BEGIN Provided records

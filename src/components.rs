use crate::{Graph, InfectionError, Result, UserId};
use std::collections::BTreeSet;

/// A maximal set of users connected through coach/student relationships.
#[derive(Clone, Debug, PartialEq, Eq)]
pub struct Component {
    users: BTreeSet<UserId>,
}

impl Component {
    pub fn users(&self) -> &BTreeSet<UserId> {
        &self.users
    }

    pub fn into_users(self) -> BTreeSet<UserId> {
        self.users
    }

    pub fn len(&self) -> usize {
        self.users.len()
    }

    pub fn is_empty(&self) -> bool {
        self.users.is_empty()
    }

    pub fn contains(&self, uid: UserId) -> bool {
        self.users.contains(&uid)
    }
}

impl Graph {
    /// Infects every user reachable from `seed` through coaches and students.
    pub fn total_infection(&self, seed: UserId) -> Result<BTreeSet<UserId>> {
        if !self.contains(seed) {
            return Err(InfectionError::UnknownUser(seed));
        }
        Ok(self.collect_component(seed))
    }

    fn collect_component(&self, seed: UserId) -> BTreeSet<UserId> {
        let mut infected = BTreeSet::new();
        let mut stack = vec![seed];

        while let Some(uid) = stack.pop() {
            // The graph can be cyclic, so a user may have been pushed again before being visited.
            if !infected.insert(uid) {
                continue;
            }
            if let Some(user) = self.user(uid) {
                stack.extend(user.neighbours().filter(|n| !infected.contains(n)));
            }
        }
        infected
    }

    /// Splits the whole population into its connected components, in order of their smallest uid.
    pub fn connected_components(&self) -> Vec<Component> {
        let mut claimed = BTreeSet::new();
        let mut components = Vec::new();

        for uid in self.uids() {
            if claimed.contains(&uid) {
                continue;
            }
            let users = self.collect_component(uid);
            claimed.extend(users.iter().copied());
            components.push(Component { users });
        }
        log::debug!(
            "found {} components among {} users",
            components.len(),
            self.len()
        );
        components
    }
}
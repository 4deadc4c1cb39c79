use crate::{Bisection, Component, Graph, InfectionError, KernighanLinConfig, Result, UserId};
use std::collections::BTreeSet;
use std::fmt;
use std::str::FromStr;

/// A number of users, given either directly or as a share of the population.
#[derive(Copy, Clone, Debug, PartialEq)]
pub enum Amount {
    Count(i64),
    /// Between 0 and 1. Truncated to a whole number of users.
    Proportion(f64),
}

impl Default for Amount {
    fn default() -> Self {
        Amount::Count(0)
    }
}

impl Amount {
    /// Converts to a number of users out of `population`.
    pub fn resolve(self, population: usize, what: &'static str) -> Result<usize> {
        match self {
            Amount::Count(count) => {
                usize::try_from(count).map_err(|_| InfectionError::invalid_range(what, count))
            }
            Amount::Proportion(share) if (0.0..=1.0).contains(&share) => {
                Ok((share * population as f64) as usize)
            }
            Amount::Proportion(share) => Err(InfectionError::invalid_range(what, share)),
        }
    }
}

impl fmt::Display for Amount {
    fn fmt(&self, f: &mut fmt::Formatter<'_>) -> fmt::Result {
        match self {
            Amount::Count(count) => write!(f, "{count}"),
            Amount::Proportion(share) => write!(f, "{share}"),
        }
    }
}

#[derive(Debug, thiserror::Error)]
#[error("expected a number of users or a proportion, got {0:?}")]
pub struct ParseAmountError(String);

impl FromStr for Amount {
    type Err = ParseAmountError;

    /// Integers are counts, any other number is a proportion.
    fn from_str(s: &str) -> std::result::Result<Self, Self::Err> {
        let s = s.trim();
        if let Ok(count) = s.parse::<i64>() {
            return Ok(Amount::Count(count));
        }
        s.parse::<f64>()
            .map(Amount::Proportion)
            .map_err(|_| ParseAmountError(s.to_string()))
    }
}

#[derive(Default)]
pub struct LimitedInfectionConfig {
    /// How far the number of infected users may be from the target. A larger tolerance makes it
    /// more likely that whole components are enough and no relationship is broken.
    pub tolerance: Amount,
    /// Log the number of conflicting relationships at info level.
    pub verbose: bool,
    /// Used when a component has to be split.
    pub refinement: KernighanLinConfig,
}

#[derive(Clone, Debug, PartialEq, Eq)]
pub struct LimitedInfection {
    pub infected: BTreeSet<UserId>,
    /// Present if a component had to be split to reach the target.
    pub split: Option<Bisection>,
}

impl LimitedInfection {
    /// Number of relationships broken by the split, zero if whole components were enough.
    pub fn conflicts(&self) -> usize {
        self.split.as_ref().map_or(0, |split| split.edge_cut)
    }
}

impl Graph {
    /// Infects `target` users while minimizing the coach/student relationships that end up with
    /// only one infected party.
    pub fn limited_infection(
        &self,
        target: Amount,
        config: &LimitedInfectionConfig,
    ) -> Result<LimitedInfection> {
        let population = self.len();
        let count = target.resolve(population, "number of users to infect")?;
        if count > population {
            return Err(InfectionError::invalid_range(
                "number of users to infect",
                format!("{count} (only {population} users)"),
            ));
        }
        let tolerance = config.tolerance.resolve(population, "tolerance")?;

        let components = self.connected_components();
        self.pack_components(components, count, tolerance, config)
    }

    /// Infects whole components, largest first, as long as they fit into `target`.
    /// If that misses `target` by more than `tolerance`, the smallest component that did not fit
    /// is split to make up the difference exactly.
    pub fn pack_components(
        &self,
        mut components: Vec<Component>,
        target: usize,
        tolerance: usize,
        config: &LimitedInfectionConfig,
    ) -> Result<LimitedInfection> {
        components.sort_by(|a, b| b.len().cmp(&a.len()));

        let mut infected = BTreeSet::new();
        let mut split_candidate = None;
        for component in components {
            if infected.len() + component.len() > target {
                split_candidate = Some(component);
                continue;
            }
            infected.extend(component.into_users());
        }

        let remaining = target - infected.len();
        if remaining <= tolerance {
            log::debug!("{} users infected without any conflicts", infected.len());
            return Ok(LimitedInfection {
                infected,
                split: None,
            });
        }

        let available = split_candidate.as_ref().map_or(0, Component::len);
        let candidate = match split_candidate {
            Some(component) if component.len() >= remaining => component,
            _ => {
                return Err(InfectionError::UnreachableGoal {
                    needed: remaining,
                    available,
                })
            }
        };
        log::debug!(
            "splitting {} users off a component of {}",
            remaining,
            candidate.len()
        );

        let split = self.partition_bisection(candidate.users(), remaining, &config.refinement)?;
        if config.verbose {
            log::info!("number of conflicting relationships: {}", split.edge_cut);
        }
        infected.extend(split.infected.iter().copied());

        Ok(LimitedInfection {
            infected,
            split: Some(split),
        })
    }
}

END Provided records

## What the task requires
All of the data, start to finish: please output it exactly.

## Result of this exercise
filename src/components.rs
use crate::{Graph, InfectionError, Result, UserId};
use std::collections::BTreeSet;

/// A maximal set of users connected through coach/student relationships.
#[derive(Clone, Debug, PartialEq, Eq)]
pub struct Component {
    users: BTreeSet<UserId>,
}

impl Component {
    pub fn users(&self) -> &BTreeSet<UserId> {
        &self.users
    }

    pub fn into_users(self) -> BTreeSet<UserId> {
        self.users
    }

    pub fn len(&self) -> usize {
        self.users.len()
    }

    pub fn is_empty(&self) -> bool {
        self.users.is_empty()
    }

    pub fn contains(&self, uid: UserId) -> bool {
        self.users.contains(&uid)
    }
}

impl Graph {
    /// Infects every user reachable from `seed` through coaches and students.
    pub fn total_infection(&self, seed: UserId) -> Result<BTreeSet<UserId>> {
        if !self.contains(seed) {
            return Err(InfectionError::UnknownUser(seed));
        }
        Ok(self.collect_component(seed))
    }

    fn collect_component(&self, seed: UserId) -> BTreeSet<UserId> {
        let mut infected = BTreeSet::new();
        let mut stack = vec![seed];

        while let Some(uid) = stack.pop() {
            // The graph can be cyclic, so a user may have been pushed again before being visited.
            if !infected.insert(uid) {
                continue;
            }
            if let Some(user) = self.user(uid) {
                stack.extend(user.neighbours().filter(|n| !infected.contains(n)));
            }
        }
        infected
    }

    /// Splits the whole population into its connected components, in order of their smallest uid.
    pub fn connected_components(&self) -> Vec<Component> {
        let mut claimed = BTreeSet::new();
        let mut components = Vec::new();

        for uid in self.uids() {
            if claimed.contains(&uid) {
                continue;
            }
            let users = self.collect_component(uid);
            claimed.extend(users.iter().copied());
            components.push(Component { users });
        }
        log::debug!(
            "found {} components among {} users",
            components.len(),
            self.len()
        );
        components
    }
}
repository 4deadc4c1cb39c79
use crate::{Bisection, Component, Graph, InfectionError, KernighanLinConfig, Result, UserId};
use std::collections::BTreeSet;
use std::fmt;
use std::str::FromStr;

/// A number of users, given either directly or as a share of the population.
#[derive(Copy, Clone, Debug, PartialEq)]
pub enum Amount {
    Count(i64),
    /// Between 0 and 1. Truncated to a whole number of users.
    Proportion(f64),
}

impl Default for Amount {
    fn default() -> Self {
        Amount::Count(0)
    }
}

impl Amount {
    /// Converts to a number of users out of `population`.
    pub fn resolve(self, population: usize, what: &'static str) -> Result<usize> {
        match self {
            Amount::Count(count) => {
                usize::try_from(count).map_err(|_| InfectionError::invalid_range(what, count))
            }
            Amount::Proportion(share) if (0.0..=1.0).contains(&share) => {
                Ok((share * population as f64) as usize)
            }
            Amount::Proportion(share) => Err(InfectionError::invalid_range(what, share)),
        }
    }
}

impl fmt::Display for Amount {
    fn fmt(&self, f: &mut fmt::Formatter<'_>) -> fmt::Result {
        match self {
            Amount::Count(count) => write!(f, "{count}"),
            Amount::Proportion(share) => write!(f, "{share}"),
        }
    }
}

#[derive(Debug, thiserror::Error)]
#[error("expected a number of users or a proportion, got {0:?}")]
pub struct ParseAmountError(String);

impl FromStr for Amount {
    type Err = ParseAmountError;

    /// Integers are counts, any other number is a proportion.
    fn from_str(s: &str) -> std::result::Result<Self, Self::Err> {
        let s = s.trim();
        if let Ok(count) = s.parse::<i64>() {
            return Ok(Amount::Count(count));
        }
        s.parse::<f64>()
            .map(Amount::Proportion)
            .map_err(|_| ParseAmountError(s.to_string()))
    }
}

#[derive(Default)]
pub struct LimitedInfectionConfig {
    /// How far the number of infected users may be from the target. A larger tolerance makes it
    /// more likely that whole components are enough and no relationship is broken.
    pub tolerance: Amount,
    /// Log the number of conflicting relationships at info level.
    pub verbose: bool,
    /// Used when a component has to be split.
    pub refinement: KernighanLinConfig,
}

#[derive(Clone, Debug, PartialEq, Eq)]
pub struct LimitedInfection {
    pub infected: BTreeSet<UserId>,
    /// Present if a component had to be split to reach the target.
    pub split: Option<Bisection>,
}

impl LimitedInfection {
    /// Number of relationships broken by the split, zero if whole components were enough.
    pub fn conflicts(&self) -> usize {
        self.split.as_ref().map_or(0, |split| split.edge_cut)
    }
}

impl Graph {
    /// Infects `target` users while minimizing the coach/student relationships that end up with
    /// only one infected party.
    pub fn limited_infection(
        &self,
        target: Amount,
        config: &LimitedInfectionConfig,
    ) -> Result<LimitedInfection> {
        let population = self.len();
        let count = target.resolve(population, "number of users to infect")?;
        if count > population {
            return Err(InfectionError::invalid_range(
                "number of users to infect",
                format!("{count} (only {population} users)"),
            ));
        }
        let tolerance = config.tolerance.resolve(population, "tolerance")?;

        let components = self.connected_components();
        self.pack_components(components, count, tolerance, config)
    }

    /// Infects whole components, largest first, as long as they fit into `target`.
    /// If that misses `target` by more than `tolerance`, the smallest component that did not fit
    /// is split to make up the difference exactly.
    pub fn pack_components(
        &self,
        mut components: Vec<Component>,
        target: usize,
        tolerance: usize,
        config: &LimitedInfectionConfig,
    ) -> Result<LimitedInfection> {
        components.sort_by(|a, b| b.len().cmp(&a.len()));

        let mut infected = BTreeSet::new();
        let mut split_candidate = None;
        for component in components {
            if infected.len() + component.len() > target {
                split_candidate = Some(component);
                continue;
            }
            infected.extend(component.into_users());
        }

        let remaining = target - infected.len();
        if remaining <= tolerance {
            log::debug!("{} users infected without any conflicts", infected.len());
            return Ok(LimitedInfection {
                infected,
                split: None,
            });
        }

        let available = split_candidate.as_ref().map_or(0, Component::len);
        let candidate = match split_candidate {
            Some(component) if component.len() >= remaining => component,
            _ => {
                return Err(InfectionError::UnreachableGoal {
                    needed: remaining,
                    available,
                })
            }
        };
        log::debug!(
            "splitting {} users off a component of {}",
            remaining,
            candidate.len()
        );

        let split = self.partition_bisection(candidate.users(), remaining, &config.refinement)?;
        if config.verbose {
            log::info!("number of conflicting relationships: {}", split.edge_cut);
        }
        infected.extend(split.infected.iter().copied());

        Ok(LimitedInfection {
            infected,
            split: Some(split),
        })
    }
}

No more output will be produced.